Kinetic models were developed in this study. In the 3-compartment model (top), only glucose, pyruvate, and lactate pools were considered. In the 4-compartment model (bottom), an intermediate pool was added. M13Lac, M13Pyr and M13Ip denote the time-varying signal amplitude of the corresponding 13C metabolites/pools. k represents the different kinetic rate constants, which are free parameters. R denotes the relaxivity [s-1], TR is the repetition time of the RF pulses, and α, β, and θ are the RF nominal flip angles of pyruvate, intermediate pool and lactate, respectively.

Comparison between 3- and 4-compartment models. (A) Typical fits obtained on glucose and lactate average time courses (n=6). (B) Kinetic rate constants deduced after fitting both models to experimental data with varying initial conditions (N=100). (C) 100 Monte-Carlo simulations were performed to evaluate the precision and accuracy of the different output kinetic rates. (D) Typical correlation matrices between estimated metabolic fluxes. Values are presented as mean±SD.
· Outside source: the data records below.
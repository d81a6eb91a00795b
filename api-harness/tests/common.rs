//! Shared helpers for api-harness integration tests
#![allow(dead_code)]

use api_harness::error::HandlerError;
use api_harness::fixtures::Customer;
use api_harness::store::InMemoryStore;
use api_harness::traits::{Handler, TestDatabase};
use api_harness::types::{ApiRequest, ApiResponse, HandlerOutput, Role};
use reqwest::Method;
use serde::Serialize;
use serde_json::{json, Value};
use tracing_subscriber::{fmt, layer::SubscriberExt, util::SubscriberInitExt, EnvFilter};

/// Install a test-writer subscriber; repeated calls are no-ops
pub fn init_test_logging() {
    let filter = EnvFilter::try_from_default_env().unwrap_or_else(|_| EnvFilter::new("debug"));
    let _ = tracing_subscriber::registry()
        .with(fmt::layer().with_test_writer().with_target(true))
        .with(filter)
        .try_init();
}

pub fn to_values<T: Serialize>(records: &[T]) -> Vec<Value> {
    records
        .iter()
        .map(|record| serde_json::to_value(record).unwrap())
        .collect()
}

pub async fn seed_customers(store: &InMemoryStore, customers: &[Customer]) -> Vec<Value> {
    store
        .create_many("customers", to_values(customers))
        .await
        .unwrap()
}

/// Tenant-scoped customers endpoint backed by the in-memory store.
///
/// GET lists the caller's tenant (every role); POST creates (admins and managers).
pub fn customers_api(store: InMemoryStore) -> impl Handler {
    move |request: ApiRequest| customers_endpoint(store.clone(), request)
}

async fn customers_endpoint(
    store: InMemoryStore,
    request: ApiRequest,
) -> Result<HandlerOutput, HandlerError> {
    let (Some(role), Some(tenant_id)) = (request.role(), request.tenant_id().map(str::to_string))
    else {
        return Ok(ApiResponse::json(401, &json!({"error": "Unauthorized"})).into());
    };

    if request.method == Method::GET {
        let data = store.records("customers", Some(&tenant_id))?;
        let total = data.len();
        return Ok(ApiResponse::json(
            200,
            &json!({
                "data": data,
                "pagination": {"page": 1, "limit": 50, "total": total, "totalPages": 1}
            }),
        )
        .into());
    }

    if request.method == Method::POST {
        if !matches!(role, Role::Admin | Role::Manager) {
            return Ok(ApiResponse::json(403, &json!({"error": "Forbidden"})).into());
        }
        let body: Value = request.json()?.unwrap_or(Value::Null);
        let missing: Vec<Value> = ["name", "email"]
            .iter()
            .filter(|field| body.get(**field).and_then(Value::as_str).is_none())
            .map(|field| json!({"field": field, "message": "Required"}))
            .collect();
        if !missing.is_empty() {
            return Ok(ApiResponse::json(
                400,
                &json!({"error": "Validation failed", "details": missing}),
            )
            .into());
        }

        let mut record = body;
        record["tenantId"] = json!(tenant_id);
        let created = store.create_many("customers", vec![record]).await?;
        return Ok(ApiResponse::json(201, &created[0]).into());
    }

    Ok(ApiResponse::json(405, &json!({"error": "Method not allowed"})).into())
}
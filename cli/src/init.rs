use crate::error::{Result, ResultExt};
use crate::ui;
use api_harness::config::ensure_config_file_exists;

pub fn execute(config_path: &str, force: bool) -> Result<()> {
    ui::section_header("API Harness Configuration Setup");

    let written = ensure_config_file_exists(config_path, force)
        .with_context(|| format!("Failed to create {}", config_path))?;

    if written {
        ui::success_message(&format!("Created {}", config_path));
        ui::info_message("Edit it to configure environments, services and suite commands");
    } else {
        ui::warning_message(&format!(
            "{} already exists; use --force to overwrite it",
            config_path
        ));
    }
    Ok(())
}
use crate::error::{HarnessError, Result};
use crate::types::{HandlerOutput, InvocationResult, ResponseData};
use serde_json::Value;
use std::collections::HashMap;

/// Normalize handler output into `{status, headers, data}`
pub fn convert_output(output: HandlerOutput) -> Result<InvocationResult> {
    match output {
        HandlerOutput::Structured(response) => {
            let data = if response.is_json() {
                if response.body.trim().is_empty() {
                    ResponseData::Json(Value::Null)
                } else {
                    let value = serde_json::from_str(&response.body).map_err(|e| {
                        HarnessError::InvalidResponseBody {
                            message: e.to_string(),
                        }
                    })?;
                    ResponseData::Json(value)
                }
            } else {
                ResponseData::Text(response.body)
            };

            let headers = response
                .headers
                .into_iter()
                .map(|(name, value)| (name.to_ascii_lowercase(), value))
                .collect();

            Ok(InvocationResult {
                status: response.status,
                headers,
                data,
            })
        }
        // Legacy handlers return the payload itself
        HandlerOutput::Raw(value) => Ok(InvocationResult {
            status: 200,
            headers: HashMap::new(),
            data: ResponseData::Json(value),
        }),
    }
}
use crate::config::types::HarnessConfig;
use crate::error::{HarnessError, Result};
use crate::suite::SuiteKind;
use crate::traits::ConfigValidator;
use std::path::Path;

/// Longest accepted service timeout
const MAX_SERVICE_TIMEOUT_MS: u64 = 300_000;

/// Configuration validator implementation
pub struct ConfigValidatorImpl;

impl ConfigValidator for ConfigValidatorImpl {
    type Config = HarnessConfig;

    fn validate(&self, config: &HarnessConfig) -> Result<()> {
        self.validate_with_context(config, "configuration")
    }
}

impl Default for ConfigValidatorImpl {
    fn default() -> Self {
        Self::new()
    }
}

impl ConfigValidatorImpl {
    pub fn new() -> Self {
        Self
    }

    /// Validation with the config path included in every message
    pub fn validate_with_context<P: AsRef<Path>>(
        &self,
        config: &HarnessConfig,
        config_path: P,
    ) -> Result<()> {
        let source = config_path.as_ref().to_string_lossy();

        if config.environments.is_empty() {
            return Err(HarnessError::invalid_config(format!(
                "No environments configured in {}. Add at least one [environments.<name>] section.",
                source
            )));
        }

        for (name, env) in &config.environments {
            if url::Url::parse(&env.base_url).is_err() {
                return Err(HarnessError::invalid_config(format!(
                    "Invalid base_url '{}' in environment '{}'. Must be a valid URL.",
                    env.base_url, name
                )));
            }
            if url::Url::parse(&env.database_url).is_err() {
                return Err(HarnessError::invalid_config(format!(
                    "Invalid database_url '{}' in environment '{}'. Must be a valid URL.",
                    env.database_url, name
                )));
            }
            if let Some(flag) = env
                .features
                .keys()
                .find(|flag| flag.is_empty() || !flag.chars().all(|c| c.is_ascii_alphanumeric() || c == '_'))
            {
                return Err(HarnessError::invalid_config(format!(
                    "Feature flag '{}' in environment '{}' must contain only letters, digits and underscores",
                    flag, name
                )));
            }
        }

        for (name, service) in &config.services {
            if url::Url::parse(&service.url).is_err() {
                return Err(HarnessError::invalid_config(format!(
                    "Invalid url '{}' for service '{}'",
                    service.url, name
                )));
            }
            if service.timeout_ms == 0 || service.timeout_ms > MAX_SERVICE_TIMEOUT_MS {
                return Err(HarnessError::invalid_config(format!(
                    "timeout_ms for service '{}' must be between 1 and {}",
                    name, MAX_SERVICE_TIMEOUT_MS
                )));
            }
        }

        for (name, suite) in &config.suites {
            match name.parse::<SuiteKind>() {
                Ok(SuiteKind::All) | Err(_) => {
                    return Err(HarnessError::invalid_config(format!(
                        "Unknown suite '{}' in {}. Valid suites: {}",
                        name,
                        source,
                        SuiteKind::CONCRETE
                            .iter()
                            .map(|k| k.as_str())
                            .collect::<Vec<_>>()
                            .join(", ")
                    )));
                }
                Ok(kind) if kind.as_str() != name.as_str() => {
                    return Err(HarnessError::invalid_config(format!(
                        "Suite '{}' in {} must be named '{}'",
                        name,
                        source,
                        kind.as_str()
                    )));
                }
                Ok(_) => {}
            }
            if suite.command.trim().is_empty() {
                return Err(HarnessError::invalid_config(format!(
                    "Suite '{}' has an empty command",
                    name
                )));
            }
        }

        if config.load.concurrent_users == 0 {
            return Err(HarnessError::invalid_config(
                "load.concurrent_users must be at least 1",
            ));
        }
        if !(0.0..=1.0).contains(&config.load.max_error_rate) {
            return Err(HarnessError::invalid_config(
                "load.max_error_rate must be between 0.0 and 1.0",
            ));
        }
        if config.load.max_p95_ms <= 0.0 {
            return Err(HarnessError::invalid_config(
                "load.max_p95_ms must be positive",
            ));
        }

        Ok(())
    }
}
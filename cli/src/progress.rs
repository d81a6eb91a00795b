use crate::ui;
use indicatif::{ProgressBar, ProgressStyle};
use std::time::{Duration, Instant};

/// Spinner plus elapsed-time reporting around one long operation
pub struct ProgressTracker {
    operation_name: String,
    start_time: Instant,
    spinner: ProgressBar,
}

impl ProgressTracker {
    /// Start a spinner labelled with `operation_name`
    pub fn start(operation_name: &str) -> Self {
        let spinner = ProgressBar::new_spinner();
        spinner.set_style(
            ProgressStyle::with_template("{spinner:.cyan} {msg} [{elapsed}]")
                .unwrap_or_else(|_| ProgressStyle::default_spinner()),
        );
        spinner.set_message(operation_name.to_string());
        spinner.enable_steady_tick(Duration::from_millis(120));

        Self {
            operation_name: operation_name.to_string(),
            start_time: Instant::now(),
            spinner,
        }
    }

    /// Stop the spinner and report success
    pub fn complete(self) {
        self.spinner.finish_and_clear();
        ui::success_message(&format!(
            "{} completed in {}",
            self.operation_name,
            format_duration(self.start_time.elapsed())
        ));
    }

    /// Stop the spinner and report failure
    pub fn fail(self, reason: &str) {
        self.spinner.finish_and_clear();
        ui::warning_message(&format!(
            "{} failed after {}: {}",
            self.operation_name,
            format_duration(self.start_time.elapsed()),
            reason
        ));
    }
}

/// Format a duration in a human-readable way
pub fn format_duration(duration: Duration) -> String {
    let seconds = duration.as_secs();
    if seconds < 60 {
        format!("{seconds} seconds")
    } else if seconds < 3600 {
        format!(
            "{} minutes {seconds_remainder} seconds",
            seconds / 60,
            seconds_remainder = seconds % 60
        )
    } else {
        format!(
            "{hours} hours {minutes} minutes",
            hours = seconds / 3600,
            minutes = (seconds % 3600) / 60
        )
    }
}

#[cfg(test)]
mod tests {
    use super::*;

    #[test]
    fn test_format_duration() {
        assert_eq!(format_duration(Duration::from_secs(42)), "42 seconds");
        assert_eq!(format_duration(Duration::from_secs(125)), "2 minutes 5 seconds");
        assert_eq!(format_duration(Duration::from_secs(7260)), "2 hours 1 minutes");
    }
}
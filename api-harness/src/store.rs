//! In-memory implementation of the persistence collaborator.

use crate::error::{HarnessError, Result};
use crate::traits::{ReadinessProbe, TestDatabase};
use futures::future::BoxFuture;
use serde_json::Value;
use std::collections::{HashMap, HashSet};
use std::sync::atomic::{AtomicBool, Ordering};
use std::sync::{Arc, Mutex, MutexGuard};
use tracing::debug;
use uuid::Uuid;

type Collections = HashMap<String, Vec<Value>>;

/// Collections of JSON records keyed by name, shared between clones
#[derive(Debug, Clone)]
pub struct InMemoryStore {
    collections: Arc<Mutex<Collections>>,
    healthy: Arc<AtomicBool>,
}

impl Default for InMemoryStore {
    fn default() -> Self {
        Self::new()
    }
}

impl InMemoryStore {
    pub fn new() -> Self {
        Self {
            collections: Arc::new(Mutex::new(HashMap::new())),
            healthy: Arc::new(AtomicBool::new(true)),
        }
    }

    /// Flip the readiness reported by `is_healthy`
    pub fn set_healthy(&self, healthy: bool) {
        self.healthy.store(healthy, Ordering::SeqCst);
    }

    fn lock(&self) -> Result<MutexGuard<'_, Collections>> {
        self.collections
            .lock()
            .map_err(|_| HarnessError::store("store lock poisoned"))
    }

    /// Snapshot of a collection, optionally restricted to one tenant
    pub fn records(&self, collection: &str, tenant_id: Option<&str>) -> Result<Vec<Value>> {
        let collections = self.lock()?;
        Ok(collections
            .get(collection)
            .map(|items| {
                items
                    .iter()
                    .filter(|item| {
                        tenant_id.is_none()
                            || item.get("tenantId").and_then(Value::as_str) == tenant_id
                    })
                    .cloned()
                    .collect()
            })
            .unwrap_or_default())
    }

    fn record_id(record: &Value) -> Option<String> {
        match record.get("id")? {
            Value::String(s) => Some(s.clone()),
            Value::Null => None,
            other => Some(other.to_string()),
        }
    }
}

impl TestDatabase for InMemoryStore {
    async fn setup(&self) -> Result<()> {
        self.lock()?.clear();
        debug!("In-memory store ready");
        Ok(())
    }

    async fn cleanup(&self) -> Result<()> {
        let mut collections = self.lock()?;
        let removed: usize = collections.values().map(Vec::len).sum();
        collections.clear();
        debug!(removed, "In-memory store cleaned");
        Ok(())
    }

    async fn is_healthy(&self) -> bool {
        self.healthy.load(Ordering::SeqCst)
    }

    async fn create_many(&self, collection: &str, records: Vec<Value>) -> Result<Vec<Value>> {
        let mut collections = self.lock()?;
        let existing: HashSet<String> = collections
            .get(collection)
            .map(|items| items.iter().filter_map(Self::record_id).collect())
            .unwrap_or_default();

        // Validate the whole batch before touching the collection
        let mut batch_ids = HashSet::new();
        let mut prepared = Vec::with_capacity(records.len());
        for mut record in records {
            let Some(object) = record.as_object_mut() else {
                return Err(HarnessError::store(format!(
                    "records in '{}' must be JSON objects",
                    collection
                )));
            };
            if !object.contains_key("id") {
                object.insert("id".to_string(), Value::String(Uuid::new_v4().to_string()));
            }
            let id = Self::record_id(&record).unwrap_or_default();
            if existing.contains(&id) || !batch_ids.insert(id.clone()) {
                return Err(HarnessError::store(format!(
                    "duplicate id '{}' in '{}'",
                    id, collection
                )));
            }
            prepared.push(record);
        }

        collections
            .entry(collection.to_string())
            .or_default()
            .extend(prepared.iter().cloned());
        Ok(prepared)
    }

    async fn count(&self, collection: &str, tenant_id: Option<&str>) -> Result<usize> {
        let collections = self.lock()?;
        let Some(items) = collections.get(collection) else {
            return Ok(0);
        };
        Ok(match tenant_id {
            Some(tenant_id) => items
                .iter()
                .filter(|item| item.get("tenantId").and_then(Value::as_str) == Some(tenant_id))
                .count(),
            None => items.len(),
        })
    }

    async fn find(&self, collection: &str, id: &str) -> Result<Option<Value>> {
        let collections = self.lock()?;
        Ok(collections.get(collection).and_then(|items| {
            items
                .iter()
                .find(|item| Self::record_id(item).as_deref() == Some(id))
                .cloned()
        }))
    }
}

/// Readiness probe backed by a store's `is_healthy`
pub struct StoreProbe<D> {
    database: Arc<D>,
}

impl<D: TestDatabase> StoreProbe<D> {
    pub fn new(database: Arc<D>) -> Self {
        Self { database }
    }
}

impl<D: TestDatabase + 'static> ReadinessProbe for StoreProbe<D> {
    fn probe(&self) -> BoxFuture<'_, std::result::Result<Option<Value>, String>> {
        Box::pin(async move {
            if self.database.is_healthy().await {
                Ok(None)
            } else {
                Err("database reported unhealthy".to_string())
            }
        })
    }
}

#[cfg(test)]
mod tests {
    use super::*;
    use serde_json::json;

    #[tokio::test]
    async fn test_create_count_find() {
        let store = InMemoryStore::new();
        store.setup().await.unwrap();

        let created = store
            .create_many(
                "customers",
                vec![
                    json!({"id": "c1", "tenantId": "t1"}),
                    json!({"id": "c2", "tenantId": "t2"}),
                    json!({"tenantId": "t1"}),
                ],
            )
            .await
            .unwrap();

        assert_eq!(created.len(), 3);
        assert!(created[2].get("id").is_some());
        assert_eq!(store.count("customers", None).await.unwrap(), 3);
        assert_eq!(store.count("customers", Some("t1")).await.unwrap(), 2);
        assert_eq!(store.count("deals", None).await.unwrap(), 0);
        assert_eq!(store.records("customers", Some("t2")).unwrap().len(), 1);
        assert_eq!(
            store.find("customers", "c2").await.unwrap(),
            Some(json!({"id": "c2", "tenantId": "t2"}))
        );
    }

    #[tokio::test]
    async fn test_batch_is_atomic() {
        let store = InMemoryStore::new();
        store
            .create_many("deals", vec![json!({"id": "d1"})])
            .await
            .unwrap();

        let result = store
            .create_many("deals", vec![json!({"id": "d2"}), json!({"id": "d1"})])
            .await;
        assert!(result.is_err());
        assert_eq!(store.count("deals", None).await.unwrap(), 1);

        assert!(store.create_many("deals", vec![json!(5)]).await.is_err());

        store.cleanup().await.unwrap();
        assert_eq!(store.count("deals", None).await.unwrap(), 0);
    }

    #[tokio::test]
    async fn test_store_probe_follows_health() {
        let store = Arc::new(InMemoryStore::new());
        let probe = StoreProbe::new(store.clone());
        assert!(probe.probe().await.is_ok());

        store.set_healthy(false);
        assert_eq!(
            probe.probe().await,
            Err("database reported unhealthy".to_string())
        );
    }
}
//! The guardrail seam.
//!
//! Rule libraries are external collaborators; the core invokes them through
//! this narrow callback before every tool execution. A block produces an
//! error tool result with the rule's reason; warnings are attached to the
//! result but do not stop the call.

use std::sync::Arc;

/// What the rule engine sees for one tool call.
#[derive(Debug, Clone)]
pub struct GuardrailInput<'a> {
    pub tool_name: &'a str,
    pub arguments: &'a serde_json::Value,
    pub session_id: &'a str,
    pub workspace_id: &'a str,
}

/// Aggregate verdict across all registered guardrails.
#[derive(Debug, Clone, Default)]
pub struct GuardrailVerdict {
    pub blocked: bool,
    pub reason: Option<String>,
    pub warnings: Vec<String>,
    /// Names of rules that fired (blocked or warned).
    pub triggered: Vec<String>,
}

pub trait Guardrail: Send + Sync {
    fn name(&self) -> &str;
    fn evaluate(&self, input: &GuardrailInput<'_>) -> GuardrailVerdict;
}

/// Evaluate every guardrail, merging verdicts. The first block wins the
/// reason; warnings and triggered names accumulate.
pub fn evaluate_all(
    guardrails: &[Arc<dyn Guardrail>],
    input: &GuardrailInput<'_>,
) -> GuardrailVerdict {
    let mut merged = GuardrailVerdict::default();
    for rule in guardrails {
        let verdict = rule.evaluate(input);
        if verdict.blocked && !merged.blocked {
            merged.blocked = true;
            merged.reason = verdict.reason.clone();
        }
        merged.warnings.extend(verdict.warnings);
        merged.triggered.extend(verdict.triggered);
    }
    merged
}

// ━━━━━━━━━━━━━━━━━━━━━━━━━━━━━━━━━━━━━━━━━━━━━━━━━━━━━━━━━━━━━━━━━━
// Pattern guardrail
// ━━━━━━━━━━━━━━━━━━━━━━━━━━━━━━━━━━━━━━━━━━━━━━━━━━━━━━━━━━━━━━━━━━

/// Blocks tool calls whose serialized arguments match any denied pattern.
/// Patterns are compiled once at construction.
pub struct PatternGuardrail {
    name: String,
    denied: regex::RegexSet,
}

impl PatternGuardrail {
    pub fn new(name: impl Into<String>, patterns: &[&str]) -> Result<Self, regex::Error> {
        Ok(Self {
            name: name.into(),
            denied: regex::RegexSet::new(patterns)?,
        })
    }
}

impl Guardrail for PatternGuardrail {
    fn name(&self) -> &str {
        &self.name
    }

    fn evaluate(&self, input: &GuardrailInput<'_>) -> GuardrailVerdict {
        let haystack = input.arguments.to_string();
        if self.denied.is_match(&haystack) {
            GuardrailVerdict {
                blocked: true,
                reason: Some(format!(
                    "arguments to {} matched a denied pattern ({})",
                    input.tool_name, self.name
                )),
                warnings: Vec::new(),
                triggered: vec![self.name.clone()],
            }
        } else {
            GuardrailVerdict::default()
        }
    }
}

#[cfg(test)]
mod tests {
    use super::*;

    fn input<'a>(args: &'a serde_json::Value) -> GuardrailInput<'a> {
        GuardrailInput {
            tool_name: "exec",
            arguments: args,
            session_id: "s1",
            workspace_id: "w1",
        }
    }

    #[test]
    fn pattern_blocks_matching_arguments() {
        let rule = PatternGuardrail::new("no-rm", &[r"rm\s+-rf"]).unwrap();
        let args = serde_json::json!({"command": "rm -rf /"});
        let verdict = rule.evaluate(&input(&args));
        assert!(verdict.blocked);
        assert!(verdict.reason.unwrap().contains("no-rm"));
    }

    #[test]
    fn pattern_passes_clean_arguments() {
        let rule = PatternGuardrail::new("no-rm", &[r"rm\s+-rf"]).unwrap();
        let args = serde_json::json!({"command": "ls -la"});
        assert!(!rule.evaluate(&input(&args)).blocked);
    }

    #[test]
    fn evaluate_all_merges_first_block_and_all_warnings() {
        struct Warner;
        impl Guardrail for Warner {
            fn name(&self) -> &str {
                "warner"
            }
            fn evaluate(&self, _input: &GuardrailInput<'_>) -> GuardrailVerdict {
                GuardrailVerdict {
                    blocked: false,
                    reason: None,
                    warnings: vec!["watch out".into()],
                    triggered: vec!["warner".into()],
                }
            }
        }

        let rules: Vec<Arc<dyn Guardrail>> = vec![
            Arc::new(Warner),
            Arc::new(PatternGuardrail::new("no-secrets", &["password"]).unwrap()),
        ];
        let args = serde_json::json!({"command": "echo password"});
        let verdict = evaluate_all(&rules, &input(&args));
        assert!(verdict.blocked);
        assert_eq!(verdict.warnings, vec!["watch out".to_string()]);
        assert_eq!(verdict.triggered.len(), 2);
    }
}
Testing the robustness of the 3-compartment model. (A) Kinetic rate constants on single animals (N=6). (B+C) Influence of the flip angle and T1 parameters on the computed kinetic rates constants: flip angle fixed with varying T1 of lactate and pyruvate (B) and T1 fixed with varying flip angle for lactate and pyruvate (C). Of note, in these analyses no prior knowledge was added, i.e the kinetic rate constant kGlc-Pyr was not forced to be lower than kPyr-Lac.